Worldly wisdom, however, said much more than this to her. Her first impulse to treat him with formality was clearly mistaken. If she did not treat him with the friendliness that was so undoubtedly his due, the world would certainly say that she was cold to him in public only to be warm in private; and from the point of view of the world, the conclusion, though actually false, would surely be accredited. Obviously, the proper attitude, since he desired to be treated as a friend, was to do so. It was here that Thurso’s presence in London was desirable. The whole affair was delicate, and if he was somewhere in Caithness, where there might be typhoid or there might not, it gave the gossips far more excuse for raging furiously together. There was no doubt that she would see a good deal of Rudolf Villars during this month or two of London; her husband should, therefore, see a good deal of him too.

She had a charming place on the Thames, just below Maidenhead, left her by her mother, a low, rambling, creeper-covered house, with one foot in the river, one in the garden. Here she often entertained from Saturday till Monday, not with any mistaken notion that it was a rest, after the bustle and fatigue of London, to get into the tranquillity of Thames-side, but in order to bustle more than ever.

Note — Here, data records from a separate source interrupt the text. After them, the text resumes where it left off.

//! Enemy behavior: patrol / chase / investigate state machine
//!
//! Each tick an enemy first resolves its state from what it currently perceives
//! and what it last heard, then picks a velocity for that state, integrates it,
//! and finally (while chasing) rolls to fire at the player.

use std::f32::consts::{PI, TAU};

use rand::Rng;
use serde::{Deserialize, Serialize};

use super::kinematics::{KinematicsSystem, Vec2};
use super::perception::PerceptionModel;
use super::player::PlayerSnapshot;
use super::projectile::{Projectile, ProjectileStats};

/// Behavior state
#[derive(Debug, Clone, Copy, PartialEq, Eq, Default, Serialize, Deserialize)]
#[serde(rename_all = "snake_case")]
pub enum EnemyState {
    /// Random walk
    #[default]
    Patrol,
    /// Direct pursuit of a visible player
    Chase,
    /// Walking to the last heard gunshot
    Investigate,
}

/// Enemy behavior constants
#[derive(Debug, Clone, Copy)]
pub struct EnemyTuning {
    /// Movement speed in units per second
    pub speed: f32,
    pub starting_health: i32,
    /// Gunshots closer than this are heard
    pub hearing_radius: f32,
    /// How long a heard gunshot stays interesting
    pub investigate_window_ms: u64,
    /// Closer than this to the gunshot counts as arrived
    pub investigate_arrive_dist: f32,
    pub investigate_speed_factor: f32,
    /// Per-tick velocity decay once arrived
    pub arrive_decay: f32,
    pub patrol_ticks_min: u32,
    pub patrol_ticks_max: u32,
    /// Probability of firing on each chasing tick
    pub fire_chance: f64,
}

impl Default for EnemyTuning {
    fn default() -> Self {
        Self {
            speed: 80.0,
            starting_health: 1,
            hearing_radius: 300.0,
            investigate_window_ms: 3_000,
            investigate_arrive_dist: 5.0,
            investigate_speed_factor: 0.8,
            arrive_decay: 0.8,
            patrol_ticks_min: 100,
            patrol_ticks_max: 300,
            fire_chance: 0.03,
        }
    }
}

/// A gunshot the enemy heard
#[derive(Debug, Clone, Copy, PartialEq)]
pub struct HeardShot {
    pub pos: Vec2,
    pub at_ms: u64,
}

#[derive(Debug, Clone)]
pub struct Enemy {
    pub id: u32,
    pub pos: Vec2,
    pub vel: Vec2,
    pub health: i32,
    pub state: EnemyState,
    pub patrol_angle: f32,
    /// Ticks left before a new patrol heading is drawn
    pub patrol_timer: u32,
    pub heard: Option<HeardShot>,
    pub tuning: EnemyTuning,
}

impl Enemy {
    pub fn spawn<R: Rng>(id: u32, pos: Vec2, rng: &mut R) -> Self {
        Self::spawn_with(id, pos, EnemyTuning::default(), rng)
    }

    pub fn spawn_with<R: Rng>(
        id: u32,
        pos: Vec2,
        tuning: EnemyTuning,
        rng: &mut R,
    ) -> Self {
        Self {
            id,
            pos,
            vel: Vec2::ZERO,
            health: tuning.starting_health,
            state: EnemyState::Patrol,
            patrol_angle: rng.gen_range(0.0..TAU),
            patrol_timer: rng.gen_range(tuning.patrol_ticks_min..=tuning.patrol_ticks_max),
            heard: None,
            tuning,
        }
    }

    pub fn is_dead(&self) -> bool {
        self.health <= 0
    }

    /// Remove one hit point, returns true if this killed the enemy
    pub fn take_hit(&mut self) -> bool {
        self.health -= 1;
        self.is_dead()
    }

    /// Register a gunshot. Heard in every state; only the next state
    /// resolution decides whether it matters.
    pub fn on_shot_heard(&mut self, pos: Vec2, now_ms: u64) {
        if !pos.is_finite() {
            return;
        }
        if self.pos.distance_to(pos) < self.tuning.hearing_radius {
            self.heard = Some(HeardShot { pos, at_ms: now_ms });
        }
    }

    /// Resolve this tick's state, in priority order: seen, heard, neither.
    pub fn resolve_state(&mut self, target: &PlayerSnapshot, now_ms: u64) -> EnemyState {
        let visible = PerceptionModel::can_see(&target.flashlight(), self.pos);
        let window = self.tuning.investigate_window_ms;
        let recent_shot = self
            .heard
            .filter(|shot| now_ms.saturating_sub(shot.at_ms) < window)
            .is_some();

        self.state = if visible {
            self.heard = None;
            EnemyState::Chase
        } else if recent_shot {
            EnemyState::Investigate
        } else {
            self.heard = None;
            EnemyState::Patrol
        };
        self.state
    }

    /// Pick this tick's velocity for the current state
    pub fn steer<R: Rng>(&mut self, target: &PlayerSnapshot, rng: &mut R) {
        let speed = self.tuning.speed;
        match self.state {
            EnemyState::Chase => {
                self.vel = self
                    .pos
                    .toward(target.position(), speed)
                    .unwrap_or(Vec2::ZERO);
            }
            EnemyState::Investigate => {
                let goal = self.heard.map(|shot| shot.pos);
                match goal {
                    Some(goal)
                        if self.pos.distance_to(goal) > self.tuning.investigate_arrive_dist =>
                    {
                        let pace = speed * self.tuning.investigate_speed_factor;
                        self.vel = self.pos.toward(goal, pace).unwrap_or(Vec2::ZERO);
                    }
                    _ => {
                        self.vel = self.vel.scale(self.tuning.arrive_decay);
                    }
                }
            }
            EnemyState::Patrol => {
                self.patrol_timer = self.patrol_timer.saturating_sub(1);
                if self.patrol_timer == 0 {
                    self.patrol_angle = rng.gen_range(0.0..TAU);
                    self.patrol_timer = rng
                        .gen_range(self.tuning.patrol_ticks_min..=self.tuning.patrol_ticks_max);
                }
                self.vel = Vec2::from_angle(self.patrol_angle, speed);
            }
        }
    }

    /// Move by one tick and keep inside the walls.
    /// Wall hits bend the patrol heading, never the current velocity.
    pub fn integrate(&mut self) {
        let moved = KinematicsSystem::step(self.pos, self.vel);
        let (clamped, contact) = KinematicsSystem::clamp_to_walls(moved);
        self.pos = clamped;

        if contact.vertical {
            self.patrol_angle = PI - self.patrol_angle;
        }
        if contact.horizontal {
            self.patrol_angle = -self.patrol_angle;
        }
    }

    /// Bernoulli trial per chasing tick; no cooldown.
    pub fn try_fire<R: Rng>(
        &self,
        target: &PlayerSnapshot,
        rng: &mut R,
    ) -> Option<Projectile> {
        if self.state != EnemyState::Chase {
            return None;
        }
        if !rng.gen_bool(self.tuning.fire_chance) {
            return None;
        }
        Projectile::aimed_at(self.pos, target.position(), &ProjectileStats::ENEMY)
    }

    /// Full per-tick update. Returns a projectile if the enemy fired.
    pub fn tick<R: Rng>(
        &mut self,
        target: &PlayerSnapshot,
        now_ms: u64,
        rng: &mut R,
    ) -> Option<Projectile> {
        self.resolve_state(target, now_ms);
        self.steer(target, rng);
        self.integrate();
        self.try_fire(target, rng)
    }
}
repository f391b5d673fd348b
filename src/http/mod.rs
//! HTTP surface

pub mod routes;

pub use routes::{build_router, AppError};
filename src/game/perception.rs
//! Vision cone perception tests

use std::f32::consts::TAU;

use super::kinematics::Vec2;

/// A directional sensing cone anchored at an observer.
///
/// In the arena the cone is the player's flashlight: an enemy caught in the
/// beam notices the player.
#[derive(Debug, Clone, Copy, PartialEq)]
pub struct SensingCone {
    pub origin: Vec2,
    /// Facing direction in radians (atan2 range)
    pub facing: f32,
    /// Exclusive maximum sensing distance
    pub range: f32,
    /// Half-width of the cone in radians
    pub half_angle: f32,
    /// Disabled cones never detect anything
    pub enabled: bool,
}

/// Smallest absolute angle between two headings, in `[0, π]`.
///
/// A plain `|a - b|` reports nearly `2π` for headings on either side of the
/// ±π seam; folding it back gives the true separation.
pub fn shortest_angle_diff(a: f32, b: f32) -> f32 {
    let diff = (a - b).abs();
    diff.min(TAU - diff)
}

/// Perception model
pub struct PerceptionModel;

impl PerceptionModel {
    /// Whether `target` lies strictly inside the cone.
    pub fn can_see(cone: &SensingCone, target: Vec2) -> bool {
        if !cone.enabled {
            return false;
        }

        let dist = cone.origin.distance_to(target);
        if !(dist < cone.range) {
            return false;
        }

        let delta = target - cone.origin;
        let bearing = delta.y.atan2(delta.x);
        shortest_angle_diff(cone.facing, bearing) < cone.half_angle
    }
}

#[cfg(test)]
mod tests {
    use super::*;
    use std::f32::consts::{FRAC_PI_2, PI};

    fn cone(origin: Vec2, facing: f32) -> SensingCone {
        SensingCone {
            origin,
            facing,
            range: 220.0,
            half_angle: 0.6,
            enabled: true,
        }
    }

    #[test]
    fn disabled_cone_sees_nothing() {
        let mut c = cone(Vec2::new(100.0, 100.0), 0.0);
        c.enabled = false;
        for target in [
            Vec2::new(101.0, 100.0),
            Vec2::new(150.0, 100.0),
            Vec2::new(100.0, 150.0),
        ] {
            assert!(!PerceptionModel::can_see(&c, target));
        }
    }

    #[test]
    fn range_is_exclusive() {
        let c = cone(Vec2::new(0.0, 0.0), 0.0);
        assert!(!PerceptionModel::can_see(&c, Vec2::new(220.0, 0.0)));
        assert!(!PerceptionModel::can_see(&c, Vec2::new(500.0, 0.0)));
        assert!(PerceptionModel::can_see(&c, Vec2::new(219.0, 0.0)));
    }

    #[test]
    fn target_on_facing_ray_is_seen() {
        for facing in [0.0, FRAC_PI_2, -FRAC_PI_2, 2.5, -2.5] {
            let origin = Vec2::new(400.0, 300.0);
            let c = cone(origin, facing);
            let target = origin + Vec2::from_angle(facing, 100.0);
            assert!(PerceptionModel::can_see(&c, target), "facing {facing}");
        }
    }

    #[test]
    fn wraparound_near_pi_is_handled() {
        // Bearing -3.0 is only ~0.28 rad away from a facing of 3.0.
        let origin = Vec2::new(400.0, 300.0);
        let c = cone(origin, 3.0);
        let target = origin + Vec2::from_angle(-3.0, 100.0);
        assert!(PerceptionModel::can_see(&c, target));
        assert!((shortest_angle_diff(3.0, -3.0) - (TAU - 6.0)).abs() < 1e-5);
    }

    #[test]
    fn outside_half_angle_is_not_seen() {
        let origin = Vec2::new(400.0, 300.0);
        let c = cone(origin, 0.0);
        let edge = origin + Vec2::from_angle(0.61, 100.0);
        assert!(!PerceptionModel::can_see(&c, edge));
        let behind = origin + Vec2::from_angle(PI, 100.0);
        assert!(!PerceptionModel::can_see(&c, behind));
    }

    #[test]
    fn flashlight_pointed_at_enemy_sees_it() {
        let player = Vec2::new(100.0, 250.0);
        let c = cone(player, -FRAC_PI_2);
        assert!(PerceptionModel::can_see(&c, Vec2::new(100.0, 100.0)));
    }
}
//! Snapshot building for network transmission

use crate::ws::protocol::{EnemyView, PlayerView, ServerMsg};

use super::arena::{Arena, ArenaEvent};

/// Builds snapshots at a fixed tick interval
pub struct SnapshotBuilder {
    /// Tick counter since last snapshot
    ticks_since_snapshot: u32,
    /// Snapshot interval in ticks
    snapshot_interval: u32,
}

impl SnapshotBuilder {
    pub fn new(snapshot_interval: u32) -> Self {
        Self {
            ticks_since_snapshot: 0,
            snapshot_interval: snapshot_interval.max(1),
        }
    }

    /// Check if it's time to send a snapshot
    pub fn should_send(&mut self) -> bool {
        self.ticks_since_snapshot += 1;
        if self.ticks_since_snapshot >= self.snapshot_interval {
            self.ticks_since_snapshot = 0;
            true
        } else {
            false
        }
    }

    /// Force snapshot on next check (used for important events)
    pub fn force_next(&mut self) {
        self.ticks_since_snapshot = self.snapshot_interval;
    }

    /// Build a snapshot message
    pub fn build(&self, arena: &Arena, events: Vec<ArenaEvent>) -> ServerMsg {
        let player = arena.player();
        let enemies = arena
            .enemies()
            .iter()
            .map(|e| EnemyView {
                id: e.id,
                x: e.pos.x,
                y: e.pos.y,
                state: e.state,
            })
            .collect();

        ServerMsg::Snapshot {
            tick: arena.tick(),
            phase: arena.phase(),
            score: arena.score(),
            player: PlayerView {
                x: player.pos.x,
                y: player.pos.y,
                angle: player.angle,
                health: player.health,
                ammo: player.ammo,
                max_ammo: player.stats.max_ammo,
                flashlight_on: player.flashlight_on,
            },
            enemies,
            bullets: arena.bullets().to_vec(),
            enemy_bullets: arena.enemy_bullets().to_vec(),
            events,
        }
    }
}

#[cfg(test)]
mod tests {
    use super::*;
    use crate::util::time::ManualClock;
    use std::sync::Arc;

    #[test]
    fn sends_every_interval() {
        let mut builder = SnapshotBuilder::new(2);
        let sent: Vec<bool> = (0..4).map(|_| builder.should_send()).collect();
        assert_eq!(sent, vec![false, true, false, true]);

        builder.force_next();
        assert!(builder.should_send());
    }

    #[test]
    fn snapshot_mirrors_the_arena() {
        let arena = Arena::new(11, Arc::new(ManualClock::new(0)));
        let builder = SnapshotBuilder::new(2);

        match builder.build(&arena, Vec::new()) {
            ServerMsg::Snapshot {
                tick,
                player,
                enemies,
                score,
                ..
            } => {
                assert_eq!(tick, 0);
                assert_eq!(score, 0);
                assert_eq!(player.x, 400.0);
                assert_eq!(player.max_ammo, 30.0);
                assert_eq!(enemies.len(), 2);
            }
            other => panic!("unexpected message {other:?}"),
        }
    }
}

London, it was true, was sufficiently busy, but in London one was not in evidence, anyhow, until eleven or so in the morning; and while in London, also, even if there were people in the house, they looked after themselves, and need only be given their beds and their food. But at Bray the bustle began earlier, since, as this was the country, everyone thought it necessary to play a round of golf, or row wildly on the Thames, before the day began at all; while nobody ever went to bed till nearly morning, since in the country nobody need get up. Thurso and Maud were going to motor down with her on Saturday afternoon, but as Maud had not appeared at the time appointed, it was to be taken for granted that she was doing other things, and would find her way down on her own account. Catherine, on the other hand, like most busy people, was punctual to the minute.

“Well, she’s not here,” she said, as she stepped into the car, “and, really, we can’t wait, Thurso. Unless we start now, people will get there before we do, and that is never considered quite polite.”